Fig. 2. Cross-linking density of PEG/OMA that could guide different levels of both degradation and stiffness regulates expression level of markers associated with articular or hypertrophic chondrogenesis of hMSCs.

(A) Representative 3D confocal images of hMSCs stained with collagen II in different combinations of parameters. (B) Quantified heat maps of collagen II and aggrecan markers for cells encapsulated in the hydrogel microarrays cultured with combinations of all the factors for 21 days (n = 4).
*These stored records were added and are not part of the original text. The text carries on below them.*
use actix_web::{web, HttpResponse, Result};
use askama::Template;
use chrono::Local;

use crate::{
    auth::Session,
    db::recent_activities,
    models::{parse_timestamp, StageKind, DATE_FORMAT},
    notice::Notice,
    schedule::{fetch_appointments, AppointmentQuery},
    scope::{redirect_unless, Area, VendorScope},
    state::AppState,
    store::{Collection, Predicate, Query, Store},
    templates::{render, Layout},
};

const ACTIVITY_LIMIT: i64 = 8;

#[derive(Clone, Debug)]
struct StatView {
    label: String,
    value: i64,
}

#[derive(Clone, Debug)]
struct AgendaView {
    time: String,
    title: String,
    client_name: String,
    completed: bool,
}

#[derive(Clone, Debug)]
struct ActivityView {
    when: String,
    message: String,
}

#[derive(Template)]
#[template(path = "dashboard.html")]
struct DashboardTemplate {
    layout: Layout,
    today: String,
    agenda: Vec<AgendaView>,
    stats: Vec<StatView>,
    activities: Vec<ActivityView>,
    show_activity: bool,
}

pub fn configure(cfg: &mut web::ServiceConfig) {
    cfg.service(web::resource("/dashboard").route(web::get().to(dashboard)));
}

async fn count(store: &Store, query: Query, notices: &mut Vec<Notice>) -> i64 {
    match store.count(&query).await {
        Ok(count) => count,
        Err(err) => {
            log::warn!("Dashboard count failed: {err}");
            if notices.is_empty() {
                notices.push(Notice::error("Alcuni dati non sono disponibili."));
            }
            0
        }
    }
}

async fn dashboard(
    state: web::Data<AppState>,
    session: web::ReqData<Session>,
) -> Result<HttpResponse> {
    let session = session.into_inner();
    if let Some(redirect) = redirect_unless(&session, Area::Dashboard) {
        return Ok(redirect);
    }

    let today = Local::now().date_naive();
    let query = AppointmentQuery::for_date(today).vendor(VendorScope::All);
    let fetched = fetch_appointments(&state.store, &session, &query).await;
    let mut notices: Vec<Notice> = fetched.notice.into_iter().collect();

    let mut stats = vec![StatView {
        label: "Appuntamenti oggi".to_string(),
        value: fetched.items.len() as i64,
    }];

    let staff = Area::Contacts.permits(session.role);
    if staff {
        let contacts = count(&state.store, Query::new(Collection::Contacts), &mut notices).await;
        stats.push(StatView {
            label: "Contatti".to_string(),
            value: contacts,
        });
        for kind in StageKind::ALL {
            let query = Query::new(Collection::Projects)
                .filter(Predicate::Eq("stage", kind.as_str().into()));
            let value = count(&state.store, query, &mut notices).await;
            stats.push(StatView {
                label: kind.label().to_string(),
                value,
            });
        }
    }

    let activities = if staff {
        recent_activities(&state.store, ACTIVITY_LIMIT)
            .await
            .into_iter()
            .map(|row| ActivityView {
                when: parse_timestamp(&row.created_at)
                    .map(|at| at.format("%d/%m %H:%M").to_string())
                    .unwrap_or(row.created_at),
                message: row.message,
            })
            .collect()
    } else {
        Vec::new()
    };

    let agenda = fetched
        .items
        .iter()
        .map(|appointment| AgendaView {
            time: appointment.starts_at.format("%H:%M").to_string(),
            title: appointment.title.clone(),
            client_name: appointment.client_name.clone(),
            completed: appointment.completed_at.is_some(),
        })
        .collect();

    Ok(render(DashboardTemplate {
        layout: Layout::new(&session, Area::Dashboard, "Dashboard").with_notices(notices),
        today: today.format(DATE_FORMAT).to_string(),
        agenda,
        stats,
        activities,
        show_activity: staff,
    }))
}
All data were normalized by the condition, 10% PEG/OMA without the presence of RGD, compressive stain, and TGF-β₁ supplement. (C) Surface plot displaying the effect of the two variables on chondrogenic marker expression (collagen II) of hMSCs when other two factors are fixed. (D) Representative 3D confocal images of hMSCs stained with representative osteogenic marker (Runx2) in different combinations of parameters. (E) Quantified heat maps of Runx2 for cells encapsulated in the hydrogel microarrays cultured with combinations of all the factors for 21 days (n = 4). (F) Plot of measured immunofluorescence intensity data to define the role of Runx2 in lineage specification of hMSCs. Data were selected randomly (n = 1000). a.u., arbitrary unit. (G) Surface plot displaying the effect of the variables composition and strain on collagen II, aggrecan, Runx2 expression of hMSCs with other factors (with RGD and 10 ng/ml TGF-β₁ supplement) fixed. Scale bars, 100 μm.